The Red Hot Chili Peppers esce nel 1984, preceduto dal singolo "Out in L.A." (il primo brano inciso dal gruppo) e riscuote un discreto successo negli Stati Uniti soprattutto grazie a "True Men Don't Kill Coyotes" e "Get Up And Jump". Il fallimento del progetto "What Is This?" porta al rientro dei due componenti originali nella band, che nel 1985 produce il suo secondo album, Freaky Styley, che pur non rappresentando il meglio dell'espressione del gruppo californiano regala ai Peppers una certa notorietà anche fuori dagli States ("Freaky Styley" e "Jungle Man" sono i due singoli estratti dall'album). Gli anni che seguono sembrano aprire la strada verso il declino della band, nonostante il crescente successo: Anthony e Hillel perdono evidentemente il controllo delle proprie vite, e la loro dipendenza dalle droghe inizia a ripercuotersi sulla musica del gruppo. In particolare, il chitarrista inizia ad avere gravi problemi di salute e non è raro che nei concerti sbagli le note o dimentichi i brani da eseguire.

Nel 1987 il terzo album, The Uplift Mofo Party Plan, è piuttosto controverso: la EMI impone che il titolo del brano "Party On Your Pussy" venga cambiato in "Special Secret Song Inside" e che i testi vengano esclusi dal libretto. "Fight Like A Brave" e "Me & My Friends" sono comunque due hit di gran successo, insieme a "Behind The Sun", il cui video imperversa su Mtv. Nell'album è anche presente la cover di "Subterranean Homesick Blues" di Bob Dylan. I Peppers sono negli USA ormai un fenomeno che va oltre il fatto musicale,e si impongono soprattutto per la loro immagine di band irriverente e distruttiva. Ma le condizioni di Slovak continuano a peggiorare, e la band inizia a pensare al licenziamento del chitarrista. Intanto, all'inizio del 1988, esce Abbey Road EP, raccolta di quattro brani più la cover di "Fire" di Jimi Hendrix, la cui copertina mostra la band nella famosissima imitazione dei Beatles, con i calzini a coprire i genitali come unico indumento.
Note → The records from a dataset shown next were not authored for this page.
use std::collections::BTreeMap;

use chrono::{DateTime, Utc};
use serde::{Deserialize, Serialize};

use super::meta::ObjectMeta;

/// Availability of a registered worker.
#[derive(Debug, Clone, Copy, PartialEq, Eq, Serialize, Deserialize)]
pub enum WorkerState {
    Available,
    Reserved,
    Processing,
    Unknown,
}

impl std::fmt::Display for WorkerState {
    fn fmt(&self, f: &mut std::fmt::Formatter<'_>) -> std::fmt::Result {
        let s = match self {
            WorkerState::Available => "Available",
            WorkerState::Reserved => "Reserved",
            WorkerState::Processing => "Processing",
            WorkerState::Unknown => "Unknown",
        };
        f.write_str(s)
    }
}

/// One registered worker agent inside a pool.
#[derive(Debug, Clone, Serialize, Deserialize)]
pub struct Worker {
    /// Display name reported by the agent.
    pub name: String,
    /// Stable node identity; also the entry's key in the pool map.
    pub node: String,
    pub registered_time: DateTime<Utc>,
    /// Refreshed on every heartbeat and state change. Orders scheduling.
    pub last_update_time: DateTime<Utc>,
    #[serde(default)]
    pub calculations_processed: u64,
    pub state: WorkerState,
}

impl Worker {
    pub fn new(name: impl Into<String>, node: impl Into<String>, now: DateTime<Utc>) -> Self {
        Self {
            name: name.into(),
            node: node.into(),
            registered_time: now,
            last_update_time: now,
            calculations_processed: 0,
            state: WorkerState::Available,
        }
    }
}

#[derive(Debug, Clone, Default, Serialize, Deserialize)]
pub struct WorkerPoolSpec {
    /// Workers keyed by node name.
    #[serde(default)]
    pub workers: BTreeMap<String, Worker>,
}

/// Registry of worker agents sharing a scheduling domain.
#[derive(Debug, Clone, Default, Serialize, Deserialize)]
pub struct WorkerPool {
    pub meta: ObjectMeta,
    #[serde(default)]
    pub spec: WorkerPoolSpec,
}

impl WorkerPool {
    pub fn new(namespace: impl Into<String>, name: impl Into<String>) -> Self {
        Self {
            meta: ObjectMeta::new(namespace, name),
            spec: WorkerPoolSpec::default(),
        }
    }

    /// Workers ordered by ascending last update time, so the longest-idle
    /// worker is considered first.
    pub fn sorted_workers(&self) -> Vec<&Worker> {
        let mut workers: Vec<&Worker> = self.spec.workers.values().collect();
        workers.sort_by_key(|w| w.last_update_time);
        workers
    }

    /// First available worker in heartbeat order, if any.
    pub fn first_available(&self) -> Option<&Worker> {
        self.sorted_workers()
            .into_iter()
            .find(|w| w.state == WorkerState::Available)
    }

    /// Update a worker's state by node key, refreshing its update time.
    pub fn set_worker_state(&mut self, node: &str, state: WorkerState, now: DateTime<Utc>) -> bool {
        match self.spec.workers.get_mut(node) {
            Some(worker) => {
                worker.state = state;
                worker.last_update_time = now;
                true
            }
            None => false,
        }
    }

    /// Update a worker's state by display name. Used when only the reported
    /// name is known, not the node key.
    pub fn set_worker_state_by_name(
        &mut self,
        name: &str,
        state: WorkerState,
        now: DateTime<Utc>,
    ) -> bool {
        for worker in self.spec.workers.values_mut() {
            if worker.name == name {
                worker.state = state;
                worker.last_update_time = now;
                return true;
            }
        }
        false
    }
}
Ma il 27 giugno Hillel Slovak muore di overdose. La band sembra irrimediabilmente destinata al termine: Jack Irons incolpa il mondo della musica per la morte dell'amico e rifiuta di avere contatti col mondo esterno (andrà poi in una casa psichiatrica prima di diventare, nel 1995, il batterista dei Pearl Jam); Kiedis si rifugia in un piccolo paesino del Messico per disintossicarsi, ed è soltanto grazie a Flea che il gruppo continua a vivere: il bassista convince Anthony a ricominciare in nome dell'amico defunto, e al suo posto nel gruppo fa il suo ingresso il diciottenne John Frusciante (New York, 1970). John era un accanito fan del gruppo, e Anthony e Flea lo avevano accompagnato a un provino per entrare nei Thelonious Monster: "John era un perfetto clone di Hillel", racconta Anthony "non solo per come suonava, avendo assimilato l'immensa tecnica del suo idolo, ma anche per come si presentava e si muoveva sul palco". Da quel provino John Frusciante uscì come chitarrista dei Red Hot Chili Peppers. "Sostituire il batterista era una cosa difficilissima", confessa Flea. "In uno dei tanti noiosissimi giorni di selezioni entra Chad Smith (St. Paul-Minnesota, 1962): sembrava un idiota con quella bandana tra i capelli e la maglietta dei Metallica addosso!". Anthony continua: "Stavamo già per dire: Avanti il prossimo!, quando ha iniziato a suonare. Lo studio fu improvvisamente tempestato da un'orda di gorilla psichedelici: sembrava un pazzo mentre suonava la batteria e urlava a pieni polmoni".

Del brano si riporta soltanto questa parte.